[Dataset entries]
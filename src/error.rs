use thiserror::Error;

/// Failures of the apply side. All of them are fatal for the worker; they are
/// carried inside `anyhow::Error` so callers can `downcast_ref` to classify.
#[derive(Debug, Error)]
pub enum FollowerError {
    /// Initial connect, slot creation or stream start failed.
    #[error("connection failure: {0}")]
    Connection(String),

    /// The worker was started without a session configuration.
    #[error("configuration failure: {0}")]
    Configuration(String),

    /// A replication frame could not be decoded.
    #[error("malformed replication message: {0}")]
    Protocol(String),

    /// A replayed statement failed or returned an unexpected result class.
    #[error("failed to apply statement {statement:?}: {reason}")]
    Apply { statement: String, reason: String },
}

impl FollowerError {
    pub fn apply(statement: &str, reason: impl Into<String>) -> Self {
        FollowerError::Apply {
            statement: statement.to_string(),
            reason: reason.into(),
        }
    }
}

/// Why a captured DDL statement was not published. Rejections are local to
/// the capture step: the statement is dropped and capture continues.
#[derive(Debug, Clone, PartialEq, Eq, Error)]
pub enum RejectReason {
    #[error("unlogged/temporary tables are not supported")]
    NotPermanent,
    #[error("partitioned tables are not supported")]
    Partitioned,
    #[error("partition tables are not supported")]
    PartitionOf,
    #[error("inherited tables are not supported")]
    Inherited,
    #[error("typed tables are not supported")]
    Typed,
    #[error("table element {0} is not supported")]
    TableElement(String),
    #[error("column {0} has no type name")]
    MissingTypeName(String),
}
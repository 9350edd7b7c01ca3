// The apply loop: drains replication frames, replays statements into the
// target transaction by transaction, and acknowledges committed positions.

use std::sync::Arc;
use std::sync::atomic::{AtomicBool, Ordering};
use std::time::{Duration, Instant, SystemTime};

use anyhow::{Result, bail};
use tracing::{debug, error, info, warn};

use crate::apply::session::{Session, SessionState};
use crate::apply::statement::StatementKind;
use crate::apply::target::{CommandOutcome, Target};
use crate::error::FollowerError;
use crate::logical_replication::message::ReplicationMessage;
use crate::logical_replication::stream::{Receive, ReplicationStream};
use crate::lsn::Lsn;

#[derive(Debug, Clone, Copy, PartialEq, Eq)]
pub enum StopReason {
    /// The publisher ended the copy stream.
    EndOfStream,
    /// Shutdown was requested and observed between transactions.
    Shutdown,
}

#[derive(Debug, Clone, PartialEq, Eq)]
pub struct ApplySummary {
    pub stop_reason: StopReason,
    pub transactions: u64,
    pub statements: u64,
    pub flushed: Lsn,
}

pub struct ApplyEngine<S: ReplicationStream, T: Target> {
    session: Session<S>,
    target: T,
    shutdown: Arc<AtomicBool>,
    wait_timeout: Duration,
    in_transaction: bool,
    transactions: u64,
    statements: u64,
}

impl<S: ReplicationStream, T: Target> ApplyEngine<S, T> {
    pub fn new(
        session: Session<S>,
        target: T,
        shutdown: Arc<AtomicBool>,
        wait_timeout: Duration,
    ) -> Self {
        ApplyEngine {
            session,
            target,
            shutdown,
            wait_timeout,
            in_transaction: false,
            transactions: 0,
            statements: 0,
        }
    }

    pub fn session(&self) -> &Session<S> {
        &self.session
    }

    pub fn target(&self) -> &T {
        &self.target
    }

    pub fn into_parts(self) -> (Session<S>, T) {
        (self.session, self.target)
    }

    /// Run until the stream ends or shutdown is requested. Any apply error is
    /// fatal: the open transaction is rolled back and the error returned.
    pub fn run(&mut self) -> Result<ApplySummary> {
        if self.session.state() != SessionState::Streaming {
            bail!(
                "apply started on a session that is not streaming ({:?})",
                self.session.state()
            );
        }
        info!(slot = %self.session.slot.name, "apply loop started");

        let stop_reason = match self.stream_loop() {
            Ok(reason) => reason,
            Err(e) => {
                error!(error = %e, "apply worker failed");
                self.abandon();
                return Err(e);
            }
        };
        self.finish(stop_reason)
    }

    fn stream_loop(&mut self) -> Result<StopReason> {
        loop {
            if self.shutdown.load(Ordering::Relaxed) && !self.in_transaction {
                info!("shutdown requested");
                return Ok(StopReason::Shutdown);
            }

            let mut received = false;
            let mut end_of_stream = false;
            loop {
                match self.session.stream.receive()? {
                    Receive::Message(buf) => {
                        received = true;
                        self.handle_message(&buf)?;
                    }
                    Receive::Empty => break,
                    Receive::EndOfStream => {
                        end_of_stream = true;
                        break;
                    }
                }
            }

            self.send_feedback(false, false)?;

            if end_of_stream {
                info!("data stream from publisher has ended");
                return Ok(StopReason::EndOfStream);
            }
            if !received {
                self.session.stream.wait(self.wait_timeout)?;
            }
        }
    }

    fn handle_message(&mut self, buf: &[u8]) -> Result<()> {
        match ReplicationMessage::parse(buf)? {
            ReplicationMessage::XLogData(xlog) => {
                self.session.watermarks.observe(xlog.wal_start);
                self.session.watermarks.observe(xlog.wal_end);
                let statement = std::str::from_utf8(&xlog.data).map_err(|e| {
                    FollowerError::Protocol(format!("statement at {} is not UTF-8: {e}", xlog.wal_start))
                })?;
                self.apply_statement(statement)?;
            }
            ReplicationMessage::PrimaryKeepAlive(keepalive) => {
                self.session.watermarks.observe(keepalive.wal_end);
                if !self.in_transaction {
                    self.session.watermarks.mark_durable();
                }
                self.send_feedback(keepalive.reply_requested, keepalive.reply_requested)?;
            }
            ReplicationMessage::Unknown(tag, _) => {
                debug!(tag = %char::from(tag), "ignoring replication message");
            }
        }
        if !self.in_transaction {
            self.session.watermarks.mark_durable();
        }
        Ok(())
    }

    fn apply_statement(&mut self, statement: &str) -> Result<()> {
        debug!(statement, "received statement");
        match StatementKind::classify(statement) {
            StatementKind::Begin => {
                if self.in_transaction {
                    return Err(FollowerError::apply(statement, "transaction already open").into());
                }
                self.target.begin()?;
                self.in_transaction = true;
            }
            StatementKind::Ddl => match self.target.execute(statement)? {
                CommandOutcome::Utility(_) => {}
                outcome => {
                    return Err(FollowerError::apply(
                        statement,
                        format!("expected a utility command result, got {outcome:?}"),
                    )
                    .into());
                }
            },
            StatementKind::Insert => match self.target.execute(statement)? {
                CommandOutcome::Insert { .. } => {}
                outcome => {
                    return Err(FollowerError::apply(
                        statement,
                        format!("expected an insert result, got {outcome:?}"),
                    )
                    .into());
                }
            },
            StatementKind::Commit => {
                if !self.in_transaction {
                    return Err(FollowerError::apply(statement, "no transaction is open").into());
                }
                self.target.commit()?;
                self.in_transaction = false;
                self.session.watermarks.mark_durable();
                self.transactions += 1;
            }
            StatementKind::Other => {
                self.target.execute(statement)?;
            }
        }
        self.statements += 1;
        Ok(())
    }

    fn send_feedback(&mut self, force: bool, reply_requested: bool) -> Result<()> {
        let update = self.session.feedback.next_update(
            &self.session.watermarks,
            force,
            reply_requested,
            Instant::now(),
            SystemTime::now(),
        );
        if let Some(update) = update {
            debug!(
                write = %update.write_lsn,
                flush = %update.flush_lsn,
                apply = %update.apply_lsn,
                force,
                "sending feedback"
            );
            self.session.stream.send(&update.encode())?;
        }
        Ok(())
    }

    fn finish(&mut self, stop_reason: StopReason) -> Result<ApplySummary> {
        self.session.transition(SessionState::Draining);
        if self.in_transaction {
            warn!("stream ended inside a transaction, rolling back");
            self.target.rollback()?;
            self.in_transaction = false;
        }
        if let Err(e) = self.send_feedback(true, false) {
            warn!(error = %e, "final feedback was not delivered");
        }
        if let Err(e) = self.session.stream.end_streaming() {
            warn!(error = %e, "could not end streaming cleanly");
        }
        self.session.transition(SessionState::Closed);

        let summary = ApplySummary {
            stop_reason,
            transactions: self.transactions,
            statements: self.statements,
            flushed: self.session.watermarks.flushed,
        };
        info!(
            reason = ?summary.stop_reason,
            transactions = summary.transactions,
            flushed = %summary.flushed,
            "apply loop stopped"
        );
        Ok(summary)
    }

    fn abandon(&mut self) {
        if self.in_transaction {
            if let Err(e) = self.target.rollback() {
                warn!(error = %e, "rollback after failure did not succeed");
            }
            self.in_transaction = false;
        }
        self.session.transition(SessionState::Closed);
    }
}
// Replication protocol messages for logical replication

use std::time::{SystemTime, UNIX_EPOCH};

use crate::error::FollowerError;
use crate::lsn::Lsn;

/// Seconds between the Unix epoch and the PostgreSQL epoch (2000-01-01).
pub const PG_EPOCH_OFFSET_SECS: u64 = 946_684_800;

/// Microseconds since the PostgreSQL epoch, as carried in protocol timestamps.
pub fn pg_timestamp(time: SystemTime) -> i64 {
    match time.duration_since(UNIX_EPOCH) {
        Ok(since_unix) => since_unix.as_micros() as i64 - (PG_EPOCH_OFFSET_SECS * 1_000_000) as i64,
        Err(_) => 0,
    }
}

#[derive(Debug, PartialEq)]
pub enum ReplicationMessage {
    XLogData(XLogData),
    PrimaryKeepAlive(PrimaryKeepAlive),
    /// Any other tag; ignored by consumers.
    Unknown(u8, Vec<u8>),
}

/// `'w'` frame: a chunk of decoded output.
#[derive(Debug, PartialEq)]
pub struct XLogData {
    pub wal_start: Lsn,
    pub wal_end: Lsn,
    pub timestamp: i64,
    pub data: Vec<u8>,
}

/// `'k'` frame: sender heartbeat.
#[derive(Debug, PartialEq)]
pub struct PrimaryKeepAlive {
    pub wal_end: Lsn,
    pub timestamp: i64,
    pub reply_requested: bool,
}

/// `'r'` frame sent back upstream to report progress.
#[derive(Debug, Clone, Copy, PartialEq, Eq)]
pub struct StandbyStatusUpdate {
    pub write_lsn: Lsn,
    pub flush_lsn: Lsn,
    pub apply_lsn: Lsn,
    pub timestamp: i64,
    pub reply_requested: bool,
}

fn read_u64(buf: &[u8], offset: usize) -> Option<u64> {
    let bytes = buf.get(offset..offset + 8)?;
    Some(u64::from_be_bytes(bytes.try_into().ok()?))
}

fn truncated(kind: &str, len: usize) -> FollowerError {
    FollowerError::Protocol(format!("{kind} message truncated ({len} bytes)"))
}

impl ReplicationMessage {
    /// Parse a replication message from a raw byte buffer.
    pub fn parse(buf: &[u8]) -> Result<Self, FollowerError> {
        let Some((&tag, body)) = buf.split_first() else {
            return Err(FollowerError::Protocol("empty replication message".to_string()));
        };
        match tag {
            b'w' => XLogData::parse(body).map(ReplicationMessage::XLogData),
            b'k' => PrimaryKeepAlive::parse(body).map(ReplicationMessage::PrimaryKeepAlive),
            other => Ok(ReplicationMessage::Unknown(other, body.to_vec())),
        }
    }
}

impl XLogData {
    /// Parse an XLogData message from the buffer (excluding the leading 'w' byte).
    pub fn parse(buf: &[u8]) -> Result<Self, FollowerError> {
        let header = |offset| read_u64(buf, offset).ok_or_else(|| truncated("XLogData", buf.len()));
        Ok(XLogData {
            wal_start: Lsn(header(0)?),
            wal_end: Lsn(header(8)?),
            timestamp: header(16)? as i64,
            data: buf[24..].to_vec(),
        })
    }

    pub fn encode(&self) -> Vec<u8> {
        let mut buf = Vec::with_capacity(1 + 8 * 3 + self.data.len());
        buf.push(b'w');
        buf.extend_from_slice(&self.wal_start.0.to_be_bytes());
        buf.extend_from_slice(&self.wal_end.0.to_be_bytes());
        buf.extend_from_slice(&self.timestamp.to_be_bytes());
        buf.extend_from_slice(&self.data);
        buf
    }
}

impl PrimaryKeepAlive {
    /// Parse a PrimaryKeepAlive message from the buffer (excluding the leading 'k' byte).
    pub fn parse(buf: &[u8]) -> Result<Self, FollowerError> {
        if buf.len() < 17 {
            return Err(truncated("PrimaryKeepAlive", buf.len()));
        }
        let wal_end = read_u64(buf, 0).ok_or_else(|| truncated("PrimaryKeepAlive", buf.len()))?;
        let timestamp = read_u64(buf, 8).ok_or_else(|| truncated("PrimaryKeepAlive", buf.len()))?;
        Ok(PrimaryKeepAlive {
            wal_end: Lsn(wal_end),
            timestamp: timestamp as i64,
            reply_requested: buf[16] != 0,
        })
    }

    pub fn encode(&self) -> Vec<u8> {
        let mut buf = Vec::with_capacity(1 + 8 * 2 + 1);
        buf.push(b'k');
        buf.extend_from_slice(&self.wal_end.0.to_be_bytes());
        buf.extend_from_slice(&self.timestamp.to_be_bytes());
        buf.push(u8::from(self.reply_requested));
        buf
    }
}

impl StandbyStatusUpdate {
    // 'r' + 8 bytes wal_write + 8 bytes wal_flush + 8 bytes wal_apply
    //     + 8 bytes client time + 1 byte reply requested
    pub fn encode(&self) -> Vec<u8> {
        let mut buf = Vec::with_capacity(1 + 8 * 3 + 8 + 1);
        buf.push(b'r');
        buf.extend_from_slice(&self.write_lsn.0.to_be_bytes());
        buf.extend_from_slice(&self.flush_lsn.0.to_be_bytes());
        buf.extend_from_slice(&self.apply_lsn.0.to_be_bytes());
        buf.extend_from_slice(&self.timestamp.to_be_bytes());
        buf.push(u8::from(self.reply_requested));
        buf
    }

    pub fn parse(buf: &[u8]) -> Result<Self, FollowerError> {
        if buf.len() < 34 || buf[0] != b'r' {
            return Err(FollowerError::Protocol("not a standby status update".to_string()));
        }
        let field = |offset| read_u64(buf, offset).ok_or_else(|| truncated("StandbyStatusUpdate", buf.len()));
        Ok(StandbyStatusUpdate {
            write_lsn: Lsn(field(1)?),
            flush_lsn: Lsn(field(9)?),
            apply_lsn: Lsn(field(17)?),
            timestamp: field(25)? as i64,
            reply_requested: buf[33] != 0,
        })
    }
}
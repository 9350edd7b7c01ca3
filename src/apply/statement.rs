/// How the apply engine treats a replayed statement, decided by its exact,
/// case-sensitive keyword prefix.
#[derive(Debug, Clone, Copy, PartialEq, Eq)]
pub enum StatementKind {
    Begin,
    /// `CREATE` or `DROP`: must report a utility result.
    Ddl,
    /// Must report an insert result.
    Insert,
    Commit,
    /// Anything else is passed through as-is.
    Other,
}

impl StatementKind {
    pub fn classify(statement: &str) -> Self {
        if statement.starts_with("BEGIN") {
            StatementKind::Begin
        } else if statement.starts_with("CREATE") || statement.starts_with("DROP") {
            StatementKind::Ddl
        } else if statement.starts_with("INSERT") {
            StatementKind::Insert
        } else if statement.starts_with("COMMIT") {
            StatementKind::Commit
        } else {
            StatementKind::Other
        }
    }
}
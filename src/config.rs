use std::time::Duration;

use crate::logical_replication::slot::{DEFAULT_PLUGIN_NAME, DEFAULT_SLOT_NAME};
use crate::lsn::Lsn;

pub const DEFAULT_STATUS_INTERVAL_SECS: i64 = 10;
pub const DEFAULT_WAIT_TIMEOUT: Duration = Duration::from_secs(1);

/// Everything one apply worker needs to run a session.
#[derive(Debug, Clone, PartialEq, Eq)]
pub struct FollowerConfig {
    /// Conninfo of the publisher; `replication=database` is added when missing.
    pub upstream: String,
    pub target: String,
    pub slot_name: String,
    pub plugin_name: String,
    pub start_lsn: Lsn,
    /// Seconds between opportunistic acknowledgments; `<= 0` disables them.
    pub status_interval_secs: i64,
    pub wait_timeout: Duration,
}

impl FollowerConfig {
    pub fn new(upstream: &str, target: &str) -> Self {
        FollowerConfig {
            upstream: upstream.to_string(),
            target: target.to_string(),
            slot_name: DEFAULT_SLOT_NAME.to_string(),
            plugin_name: DEFAULT_PLUGIN_NAME.to_string(),
            start_lsn: Lsn::INVALID,
            status_interval_secs: DEFAULT_STATUS_INTERVAL_SECS,
            wait_timeout: DEFAULT_WAIT_TIMEOUT,
        }
    }
}
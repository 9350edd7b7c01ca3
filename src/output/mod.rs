pub mod framer;
pub mod handler;
pub mod writer;

pub use framer::{BEGIN_STATEMENT, COMMIT_STATEMENT, StatementFramer};
pub use handler::{OutputHandler, OutputOptions, OutputType, TxnContext};
pub use writer::{OutputWriter, XLogDataWriter};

- Exercise brief
Every line that holds the string "header" must be copied from the records above.

- Response below
        let header = |offset| read_u64(buf, offset).ok_or_else(|| truncated("XLogData", buf.len()));
            wal_start: Lsn(header(0)?),
            wal_end: Lsn(header(8)?),
            timestamp: header(16)? as i64,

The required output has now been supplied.